## Data under study
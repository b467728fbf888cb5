//! Configuration validation.
//!
//! # Responsibilities
//! - Semantic validation (serde handles syntactic)
//! - Check referential integrity (routes reference existing realms)
//! - Validate value ranges (timeouts > 0, addresses parse)
//! - Check every route lies under its backend's strip prefix
//!
//! # Design Decisions
//! - Returns all validation errors, not just first
//! - Validation is pure function: GatewayConfig → Result<(), Vec<ValidationError>>
//! - Disabled backends are not validated; they register no routes

use std::collections::HashSet;
use std::net::SocketAddr;

use axum::http::{HeaderName, HeaderValue};
use thiserror::Error;
use url::Url;

use crate::config::schema::GatewayConfig;
use crate::http::forwarder::strip_path_prefix;

#[derive(Debug, Clone, PartialEq, Eq, Error)]
pub enum ValidationError {
    #[error("listener bind address `{0}` is not a socket address")]
    InvalidBindAddress(String),

    #[error("metrics address `{0}` is not a socket address")]
    InvalidMetricsAddress(String),

    #[error("timeouts.{0} must be greater than zero")]
    ZeroTimeout(&'static str),

    #[error("backend name `{0}` is used more than once")]
    DuplicateBackend(String),

    #[error("backend `{backend}` target is invalid: {reason}")]
    InvalidTarget { backend: String, reason: String },

    #[error("backend `{backend}` strip prefix `{prefix}` must start with '/'")]
    InvalidStripPrefix { backend: String, prefix: String },

    #[error("backend `{backend}` route `{path}` is not under strip prefix `{prefix}`")]
    PrefixMismatch {
        backend: String,
        path: String,
        prefix: String,
    },

    #[error("backend `{backend}` route `{path}` references unknown realm `{realm}`")]
    UnknownRealm {
        backend: String,
        path: String,
        realm: String,
    },

    #[error("backend `{backend}` header `{header}` is not a valid header")]
    InvalidHeader { backend: String, header: String },

    #[error("realm `{realm}` is missing `{field}`")]
    MissingRealmField { realm: String, field: &'static str },

    #[error("realm `{realm}` introspection URL is invalid: {reason}")]
    InvalidRealmUrl { realm: String, reason: String },

    #[error("realm `{realm}` identity header `{header}` is not a valid header name")]
    InvalidIdentityHeader { realm: String, header: String },
}

/// Validate a configuration, collecting every error.
pub fn validate_config(config: &GatewayConfig) -> Result<(), Vec<ValidationError>> {
    let mut errors = Vec::new();

    if config.listener.bind_address.parse::<SocketAddr>().is_err() {
        errors.push(ValidationError::InvalidBindAddress(
            config.listener.bind_address.clone(),
        ));
    }
    if let Some(addr) = &config.observability.metrics_address {
        if addr.parse::<SocketAddr>().is_err() {
            errors.push(ValidationError::InvalidMetricsAddress(addr.clone()));
        }
    }

    let timeouts = &config.timeouts;
    for (name, value) in [
        ("connect_secs", timeouts.connect_secs),
        ("upstream_secs", timeouts.upstream_secs),
        ("introspection_secs", timeouts.introspection_secs),
        ("request_secs", timeouts.request_secs),
        ("idle_secs", timeouts.idle_secs),
    ] {
        if value == 0 {
            errors.push(ValidationError::ZeroTimeout(name));
        }
    }

    for (name, realm) in &config.realms {
        for (field, value) in [
            ("introspection_url", &realm.introspection_url),
            ("realm", &realm.realm),
            ("client_id", &realm.client_id),
            ("client_secret", &realm.client_secret),
        ] {
            if value.trim().is_empty() {
                errors.push(ValidationError::MissingRealmField {
                    realm: name.clone(),
                    field,
                });
            }
        }
        if !realm.introspection_url.trim().is_empty() {
            if let Err(reason) = check_url(&realm.introspection_url, &["http", "https"]) {
                errors.push(ValidationError::InvalidRealmUrl {
                    realm: name.clone(),
                    reason,
                });
            }
        }
        if HeaderName::from_bytes(realm.identity_header.as_bytes()).is_err() {
            errors.push(ValidationError::InvalidIdentityHeader {
                realm: name.clone(),
                header: realm.identity_header.clone(),
            });
        }
    }

    let mut names = HashSet::new();
    for backend in &config.backends {
        if !names.insert(backend.name.as_str()) {
            errors.push(ValidationError::DuplicateBackend(backend.name.clone()));
        }
        if !backend.is_enabled() {
            continue;
        }

        if let Err(reason) = check_url(&backend.target, &["http"]) {
            errors.push(ValidationError::InvalidTarget {
                backend: backend.name.clone(),
                reason,
            });
        }

        let prefix = &backend.strip_prefix;
        if !prefix.is_empty() && !prefix.starts_with('/') {
            errors.push(ValidationError::InvalidStripPrefix {
                backend: backend.name.clone(),
                prefix: prefix.clone(),
            });
        }

        for (name, value) in &backend.headers {
            if HeaderName::from_bytes(name.as_bytes()).is_err()
                || HeaderValue::from_str(value).is_err()
            {
                errors.push(ValidationError::InvalidHeader {
                    backend: backend.name.clone(),
                    header: name.clone(),
                });
            }
        }

        for route in &backend.routes {
            if strip_path_prefix(&route.path, prefix).is_none() {
                errors.push(ValidationError::PrefixMismatch {
                    backend: backend.name.clone(),
                    path: route.path.clone(),
                    prefix: prefix.clone(),
                });
            }
            if let Some(realm) = &route.realm {
                if !config.realms.contains_key(realm) {
                    errors.push(ValidationError::UnknownRealm {
                        backend: backend.name.clone(),
                        path: route.path.clone(),
                        realm: realm.clone(),
                    });
                }
            }
        }
    }

    if errors.is_empty() {
        Ok(())
    } else {
        Err(errors)
    }
}

fn check_url(raw: &str, schemes: &[&str]) -> Result<Url, String> {
    let url = Url::parse(raw).map_err(|e| e.to_string())?;
    if !schemes.contains(&url.scheme()) {
        return Err(format!("scheme `{}` is not supported", url.scheme()));
    }
    if url.host_str().is_none() {
        return Err("missing host".into());
    }
    if url.query().is_some() || url.fragment().is_some() {
        return Err("must not carry a query or fragment".into());
    }
    Ok(url)
}

#[cfg(test)]
mod tests {
    use super::*;
    use crate::config::schema::{BackendConfig, RealmConfig, RouteSpec};
    use crate::routing::MethodFilter;
    use std::collections::BTreeMap;

    fn realm() -> RealmConfig {
        RealmConfig {
            introspection_url: "http://keycloak:8080".into(),
            realm: "wayru".into(),
            client_id: "gateway".into(),
            client_secret: "secret".into(),
            ..RealmConfig::default()
        }
    }

    fn backend(name: &str, target: &str, prefix: &str, routes: Vec<RouteSpec>) -> BackendConfig {
        BackendConfig {
            name: name.into(),
            target: target.into(),
            api_key: "key".into(),
            strip_prefix: prefix.into(),
            suppress_forwarded_headers: false,
            override_host: None,
            headers: BTreeMap::new(),
            routes,
        }
    }

    fn valid() -> GatewayConfig {
        let mut config = GatewayConfig::default();
        config.realms.insert("users".into(), realm());
        config.backends.push(backend(
            "idp",
            "http://idp:3000",
            "/idp",
            vec![
                RouteSpec::new(vec![MethodFilter::Get], "/idp/", None),
                RouteSpec::new(vec![MethodFilter::Get], "/idp/profiles/token", Some("users")),
            ],
        ));
        config
    }

    #[test]
    fn accepts_valid_config() {
        assert_eq!(validate_config(&valid()), Ok(()));
    }

    #[test]
    fn collects_every_error() {
        let mut config = valid();
        config.listener.bind_address = "nowhere".into();
        config.timeouts.upstream_secs = 0;
        config.backends.push(backend(
            "mobile",
            "https://mobile",
            "/mobile-api",
            vec![RouteSpec::new(vec![MethodFilter::Any], "/mobile/", Some("ops"))],
        ));

        let errors = validate_config(&config).unwrap_err();
        assert!(errors.contains(&ValidationError::InvalidBindAddress("nowhere".into())));
        assert!(errors.contains(&ValidationError::ZeroTimeout("upstream_secs")));
        assert!(errors.iter().any(|e| matches!(e, ValidationError::InvalidTarget { .. })));
        assert!(errors.iter().any(|e| matches!(e, ValidationError::PrefixMismatch { .. })));
        assert!(errors.iter().any(|e| matches!(e, ValidationError::UnknownRealm { .. })));
        assert_eq!(errors.len(), 5);
    }

    #[test]
    fn prefix_must_end_at_a_segment_boundary() {
        let mut config = valid();
        config.backends[0]
            .routes
            .push(RouteSpec::new(vec![MethodFilter::Get], "/idpx/", None));
        let errors = validate_config(&config).unwrap_err();
        assert!(matches!(errors[0], ValidationError::PrefixMismatch { .. }));
    }

    #[test]
    fn disabled_backends_are_skipped() {
        let mut config = valid();
        let mut network = backend("network", "not a url", "/network-api", Vec::new());
        network.api_key.clear();
        config.backends.push(network);
        assert_eq!(validate_config(&config), Ok(()));
    }

    #[test]
    fn realm_fields_are_required() {
        let mut config = valid();
        config.realms.get_mut("users").unwrap().client_secret.clear();
        let errors = validate_config(&config).unwrap_err();
        assert_eq!(
            errors,
            vec![ValidationError::MissingRealmField {
                realm: "users".into(),
                field: "client_secret",
            }]
        );
    }
}
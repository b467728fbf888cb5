//! Time-bounded introspection cache.
//!
//! Wraps any [`TokenIntrospector`]. Only active verdicts are cached, keyed by
//! the SHA-256 of the token, for at most the configured TTL and never past
//! the token's `exp`. Inactive verdicts and failures always go back to the
//! identity provider, so revocation is visible within one TTL.

use std::sync::Arc;
use std::time::{Duration, Instant, SystemTime};

use dashmap::DashMap;
use futures_util::future::{BoxFuture, FutureExt};
use sha2::{Digest, Sha256};

use crate::auth::introspection::{IntrospectionError, IntrospectionResult, TokenIntrospector};

/// Entries beyond this count trigger a sweep of expired ones.
const SWEEP_THRESHOLD: usize = 10_000;

struct CachedVerdict {
    result: IntrospectionResult,
    valid_until: Instant,
}

pub struct CachedIntrospector {
    inner: Arc<dyn TokenIntrospector>,
    ttl: Duration,
    entries: DashMap<String, CachedVerdict>,
}

impl CachedIntrospector {
    pub fn new(inner: Arc<dyn TokenIntrospector>, ttl: Duration) -> Self {
        Self {
            inner,
            ttl,
            entries: DashMap::new(),
        }
    }

    pub fn len(&self) -> usize {
        self.entries.len()
    }

    pub fn is_empty(&self) -> bool {
        self.entries.is_empty()
    }

    fn lookup(&self, key: &str, now: Instant) -> Option<IntrospectionResult> {
        let hit = self
            .entries
            .get(key)
            .filter(|entry| entry.valid_until > now)
            .map(|entry| entry.result.clone());
        if hit.is_none() {
            self.entries.remove(key);
        }
        hit
    }

    fn store(&self, key: String, result: &IntrospectionResult, now: Instant) {
        let lifetime = match result.remaining_lifetime(SystemTime::now()) {
            Some(remaining) => remaining.min(self.ttl),
            None => self.ttl,
        };
        if lifetime.is_zero() {
            return;
        }

        if self.entries.len() >= SWEEP_THRESHOLD {
            self.entries.retain(|_, entry| entry.valid_until > now);
        }
        self.entries.insert(
            key,
            CachedVerdict {
                result: result.clone(),
                valid_until: now + lifetime,
            },
        );
    }
}

impl TokenIntrospector for CachedIntrospector {
    fn introspect<'a>(
        &'a self,
        token: &'a str,
    ) -> BoxFuture<'a, Result<IntrospectionResult, IntrospectionError>> {
        async move {
            let key = token_key(token);
            if let Some(result) = self.lookup(&key, Instant::now()) {
                tracing::trace!("Introspection cache hit");
                return Ok(result);
            }

            let result = self.inner.introspect(token).await?;
            if result.active {
                self.store(key, &result, Instant::now());
            }
            Ok(result)
        }
        .boxed()
    }
}

fn token_key(token: &str) -> String {
    hex::encode(Sha256::digest(token.as_bytes()))
}
//! HTTP server setup and configuration.
//!
//! # Responsibilities
//! - Create the axum app with the gateway router as its only handler
//! - Wire up tower-http layers (request ID, tracing, overall timeout)
//! - Bind to a listener with connect info and serve until shutdown

use std::net::SocketAddr;
use std::sync::Arc;
use std::time::Duration;

use axum::{body::Body, extract::State, http::Request, response::Response, Router};
use tokio::net::TcpListener;
use tokio::sync::broadcast;
use tower_http::{
    request_id::{MakeRequestUuid, PropagateRequestIdLayer, SetRequestIdLayer},
    timeout::TimeoutLayer,
    trace::TraceLayer,
};

use crate::gateway::Gateway;
use crate::lifecycle::shutdown;
use crate::routing::Router as GatewayRouter;

/// HTTP server for the gateway.
pub struct GatewayServer {
    app: Router,
    gateway: Gateway,
}

impl GatewayServer {
    pub fn new(gateway: Gateway) -> Self {
        let app = build_app(
            gateway.router(),
            Duration::from_secs(gateway.config().timeouts.request_secs),
        );
        Self { app, gateway }
    }

    /// The axum app, for in-process use.
    pub fn app(&self) -> Router {
        self.app.clone()
    }

    pub fn gateway(&self) -> &Gateway {
        &self.gateway
    }

    /// Serve on `listener` until `shutdown` fires, then drain in-flight requests.
    pub async fn run(
        self,
        listener: TcpListener,
        shutdown: broadcast::Receiver<()>,
    ) -> Result<(), std::io::Error> {
        let addr = listener.local_addr()?;
        tracing::info!(address = %addr, "HTTP server starting");

        let app = self.app.into_make_service_with_connect_info::<SocketAddr>();
        axum::serve(listener, app)
            .with_graceful_shutdown(shutdown::wait(shutdown))
            .await?;

        tracing::info!("HTTP server stopped");
        Ok(())
    }
}

/// Build the axum app around a composed router.
#[allow(deprecated)]
pub fn build_app(router: Arc<GatewayRouter>, request_timeout: Duration) -> Router {
    Router::new()
        .fallback(dispatch)
        .with_state(router)
        .layer(TimeoutLayer::new(request_timeout))
        .layer(PropagateRequestIdLayer::x_request_id())
        .layer(TraceLayer::new_for_http())
        .layer(SetRequestIdLayer::x_request_id(MakeRequestUuid))
}

async fn dispatch(State(router): State<Arc<GatewayRouter>>, request: Request<Body>) -> Response {
    router.dispatch(request).await
}
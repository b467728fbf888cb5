//! Configuration schema definitions.
//!
//! This module defines the complete configuration structure for the gateway.
//! All types derive Serde traits for deserialization from config files; the
//! environment loader produces the same structure.

use std::collections::BTreeMap;
use std::fmt;
use std::str::FromStr;

use serde::{Deserialize, Serialize};

use crate::routing::MethodFilter;

/// Identity header set from the introspected subject.
pub const DEFAULT_IDENTITY_HEADER: &str = "x-wayru-connect-id";

/// Root configuration for the gateway.
#[derive(Debug, Clone, Deserialize, Serialize, Default)]
#[serde(default)]
pub struct GatewayConfig {
    /// Deployment environment; selects the log format.
    pub app_env: AppEnv,

    /// Name used in the `Via` header.
    pub gateway_name: String,

    /// Listener configuration (bind address).
    pub listener: ListenerConfig,

    /// Timeout configuration.
    pub timeouts: TimeoutConfig,

    /// Observability settings.
    pub observability: ObservabilityConfig,

    /// Identity provider realms, by name. Routes refer to these names.
    pub realms: BTreeMap<String, RealmConfig>,

    /// Backend services, in registration order.
    pub backends: Vec<BackendConfig>,
}

impl GatewayConfig {
    pub fn gateway_name(&self) -> &str {
        if self.gateway_name.is_empty() {
            env!("CARGO_PKG_NAME")
        } else {
            &self.gateway_name
        }
    }
}

/// Deployment environment.
#[derive(Debug, Clone, Copy, PartialEq, Eq, Deserialize, Serialize, Default)]
#[serde(rename_all = "lowercase")]
pub enum AppEnv {
    #[default]
    Local,
    Dev,
    Prod,
}

impl AppEnv {
    pub fn as_str(&self) -> &'static str {
        match self {
            AppEnv::Local => "local",
            AppEnv::Dev => "dev",
            AppEnv::Prod => "prod",
        }
    }
}

impl fmt::Display for AppEnv {
    fn fmt(&self, f: &mut fmt::Formatter<'_>) -> fmt::Result {
        f.write_str(self.as_str())
    }
}

impl FromStr for AppEnv {
    type Err = String;

    fn from_str(s: &str) -> Result<Self, Self::Err> {
        match s.trim().to_ascii_lowercase().as_str() {
            "local" => Ok(AppEnv::Local),
            "dev" => Ok(AppEnv::Dev),
            "prod" => Ok(AppEnv::Prod),
            other => Err(format!("unknown environment `{other}` (expected local, dev or prod)")),
        }
    }
}

/// Listener configuration.
#[derive(Debug, Clone, Deserialize, Serialize)]
#[serde(default)]
pub struct ListenerConfig {
    /// Bind address (e.g., "0.0.0.0:4050").
    pub bind_address: String,
}

impl Default for ListenerConfig {
    fn default() -> Self {
        Self {
            bind_address: "0.0.0.0:4050".to_string(),
        }
    }
}

/// Timeout configuration for various operations.
#[derive(Debug, Clone, Deserialize, Serialize)]
#[serde(default)]
pub struct TimeoutConfig {
    /// Upstream connection establishment timeout in seconds.
    pub connect_secs: u64,

    /// Time to wait for an upstream's response head, in seconds.
    pub upstream_secs: u64,

    /// Time allowed for one introspection call, in seconds.
    pub introspection_secs: u64,

    /// Overall request timeout in seconds.
    pub request_secs: u64,

    /// Idle pooled connection timeout in seconds.
    pub idle_secs: u64,
}

impl Default for TimeoutConfig {
    fn default() -> Self {
        Self {
            connect_secs: 5,
            upstream_secs: 30,
            introspection_secs: 10,
            request_secs: 60,
            idle_secs: 90,
        }
    }
}

/// Observability configuration.
#[derive(Debug, Clone, Deserialize, Serialize, Default)]
#[serde(default)]
pub struct ObservabilityConfig {
    /// Log level override (trace, debug, info, warn, error). Defaults per environment.
    pub log_level: Option<String>,

    /// Prometheus exporter bind address. No exporter when unset.
    pub metrics_address: Option<String>,
}

/// Token introspection settings for one identity provider realm.
#[derive(Clone, Deserialize, Serialize)]
#[serde(default)]
pub struct RealmConfig {
    /// Base URL of the identity provider.
    pub introspection_url: String,

    /// Realm name in the identity provider.
    pub realm: String,

    pub client_id: String,

    #[serde(skip_serializing)]
    pub client_secret: String,

    /// Header that carries the subject to upstreams.
    pub identity_header: String,

    /// Cache active introspection results for this many seconds. 0 disables caching.
    pub cache_ttl_secs: u64,
}

impl Default for RealmConfig {
    fn default() -> Self {
        Self {
            introspection_url: String::new(),
            realm: String::new(),
            client_id: String::new(),
            client_secret: String::new(),
            identity_header: DEFAULT_IDENTITY_HEADER.to_string(),
            cache_ttl_secs: 0,
        }
    }
}

impl fmt::Debug for RealmConfig {
    fn fmt(&self, f: &mut fmt::Formatter<'_>) -> fmt::Result {
        f.debug_struct("RealmConfig")
            .field("introspection_url", &self.introspection_url)
            .field("realm", &self.realm)
            .field("client_id", &self.client_id)
            .field("client_secret", &"<redacted>")
            .field("identity_header", &self.identity_header)
            .field("cache_ttl_secs", &self.cache_ttl_secs)
            .finish()
    }
}

/// Backend service definition.
#[derive(Clone, Deserialize, Serialize)]
pub struct BackendConfig {
    /// Unique backend identifier, used in logs and metrics.
    pub name: String,

    /// Upstream base URL (e.g., "http://idp.internal:8080/api").
    #[serde(default)]
    pub target: String,

    /// Service credential sent as `X-API-Key`.
    #[serde(default, skip_serializing)]
    pub api_key: String,

    /// Path prefix removed before forwarding (e.g., "/idp").
    #[serde(default)]
    pub strip_prefix: String,

    /// Do not add X-Forwarded-* or Via headers.
    #[serde(default)]
    pub suppress_forwarded_headers: bool,

    /// Fixed `Host` header for upstream requests.
    #[serde(default)]
    pub override_host: Option<String>,

    /// Extra headers injected into every upstream request.
    #[serde(default, skip_serializing)]
    pub headers: BTreeMap<String, String>,

    /// Routes served by this backend.
    #[serde(default)]
    pub routes: Vec<RouteSpec>,
}

impl BackendConfig {
    /// A backend needs both a target and a credential to be served.
    pub fn is_enabled(&self) -> bool {
        !self.target.trim().is_empty() && !self.api_key.trim().is_empty()
    }
}

impl fmt::Debug for BackendConfig {
    fn fmt(&self, f: &mut fmt::Formatter<'_>) -> fmt::Result {
        f.debug_struct("BackendConfig")
            .field("name", &self.name)
            .field("target", &self.target)
            .field("api_key", &"<redacted>")
            .field("strip_prefix", &self.strip_prefix)
            .field("suppress_forwarded_headers", &self.suppress_forwarded_headers)
            .field("override_host", &self.override_host)
            .field("headers", &self.headers.keys().collect::<Vec<_>>())
            .field("routes", &self.routes)
            .finish()
    }
}

/// One route of a backend.
#[derive(Debug, Clone, PartialEq, Eq, Deserialize, Serialize)]
pub struct RouteSpec {
    /// Method filters. Empty or omitted means any method.
    #[serde(default = "default_methods")]
    pub methods: Vec<MethodFilter>,

    /// Exact path, or a prefix when it ends with '/'.
    pub path: String,

    /// Realm that authorizes this route. Unprotected when omitted.
    #[serde(default)]
    pub realm: Option<String>,
}

impl RouteSpec {
    pub fn new(methods: Vec<MethodFilter>, path: impl Into<String>, realm: Option<&str>) -> Self {
        Self {
            methods,
            path: path.into(),
            realm: realm.map(str::to_string),
        }
    }

    pub fn methods(&self) -> &[MethodFilter] {
        if self.methods.is_empty() {
            &[MethodFilter::Any]
        } else {
            &self.methods
        }
    }
}

fn default_methods() -> Vec<MethodFilter> {
    vec![MethodFilter::Any]
}
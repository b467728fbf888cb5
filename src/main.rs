//! API Gateway
//!
//! A single ingress point in front of several backend services.
//!
//! # Architecture Overview
//!
//! ```text
//!                       ┌────────────────────────────────────────────────────┐
//!                       │                    API GATEWAY                      │
//!                       │                                                     │
//!     Client Request    │  ┌─────────┐    ┌──────────┐    ┌───────────────┐  │
//!     ──────────────────┼─▶│  http   │───▶│ routing  │───▶│  middleware   │  │
//!                       │  │ server  │    │  router  │    │ log/scrub/auth│  │
//!                       │  └─────────┘    └──────────┘    └───────┬───────┘  │
//!                       │                                         │          │
//!                       │                     ┌───────────┐       ▼          │
//!                       │                     │   auth    │◀── Authorizer ───┼──▶ Identity
//!                       │                     │introspect │                  │    Provider
//!                       │                     └───────────┘       │          │
//!                       │                                         ▼          │
//!     Client Response   │                                 ┌───────────────┐  │
//!     ◀─────────────────┼─────────────────────────────────│   forwarder   │◀─┼──── Backend
//!                       │                                 └───────────────┘  │
//!                       │                                                     │
//!                       │  Cross-cutting: config, observability, lifecycle    │
//!                       └────────────────────────────────────────────────────┘
//! ```

use std::net::SocketAddr;
use std::path::PathBuf;

use clap::Parser;
use tokio::net::TcpListener;

use api_gateway::config::{load_config, GatewayConfig};
use api_gateway::lifecycle::{shutdown_signal, Shutdown};
use api_gateway::observability::{logging, metrics};
use api_gateway::{Gateway, GatewayServer};

#[derive(Parser, Debug)]
#[command(name = "api-gateway", version, about = "API gateway with token introspection")]
struct Cli {
    /// TOML configuration file. Environment variables are used when omitted.
    #[arg(short, long)]
    config: Option<PathBuf>,

    /// Validate configuration, print the route table and exit.
    #[arg(long)]
    check: bool,
}

#[tokio::main]
async fn main() -> Result<(), Box<dyn std::error::Error>> {
    let cli = Cli::parse();
    let _ = dotenvy::dotenv();

    // The env loader logs, so the subscriber is installed before it runs.
    let config = match &cli.config {
        Some(path) => {
            let config = load_config(path)?;
            logging::init(config.app_env, config.observability.log_level.as_deref())?;
            config
        }
        None => {
            let (app_env, log_level) = GatewayConfig::logging_from_env()?;
            logging::init(app_env, log_level.as_deref())?;
            GatewayConfig::from_env()?
        }
    };
    tracing::info!(
        version = env!("CARGO_PKG_VERSION"),
        app_env = %config.app_env,
        bind_address = %config.listener.bind_address,
        backends = config.backends.iter().filter(|b| b.is_enabled()).count(),
        "api-gateway starting"
    );

    let gateway = Gateway::build(config)?;

    if cli.check {
        for route in gateway.router().table().routes() {
            println!(
                "{:<7} {:<40} {} interceptors",
                route.method().to_string(),
                route.pattern().to_string(),
                route.interceptor_count()
            );
        }
        return Ok(());
    }

    if let Some(addr) = &gateway.config().observability.metrics_address {
        let addr: SocketAddr = addr.parse()?;
        if let Err(e) = metrics::init_metrics(addr) {
            tracing::error!(error = %e, "Failed to initialize metrics, continuing without them");
        }
    }

    let listener = TcpListener::bind(&gateway.config().listener.bind_address).await?;
    tracing::info!(address = %listener.local_addr()?, "Listening for connections");

    let shutdown = Shutdown::new();
    let server = GatewayServer::new(gateway);
    let mut serving = tokio::spawn(server.run(listener, shutdown.subscribe()));

    tokio::select! {
        result = &mut serving => result??,
        _ = shutdown_signal() => {
            shutdown.trigger();
            serving.await??;
        }
    }

    tracing::info!("Shutdown complete");
    Ok(())
}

## Task details
From the records above, give again exactly the lines running from the line with "pub enum ValidationError" to the line with "references unknown realm", inclusive.

## Task result
pub enum ValidationError {
    #[error("listener bind address `{0}` is not a socket address")]
    InvalidBindAddress(String),

    #[error("metrics address `{0}` is not a socket address")]
    InvalidMetricsAddress(String),

    #[error("timeouts.{0} must be greater than zero")]
    ZeroTimeout(&'static str),

    #[error("backend name `{0}` is used more than once")]
    DuplicateBackend(String),

    #[error("backend `{backend}` target is invalid: {reason}")]
    InvalidTarget { backend: String, reason: String },

    #[error("backend `{backend}` strip prefix `{prefix}` must start with '/'")]
    InvalidStripPrefix { backend: String, prefix: String },

    #[error("backend `{backend}` route `{path}` is not under strip prefix `{prefix}`")]
    PrefixMismatch {
        backend: String,
        path: String,
        prefix: String,
    },

    #[error("backend `{backend}` route `{path}` references unknown realm `{realm}`")]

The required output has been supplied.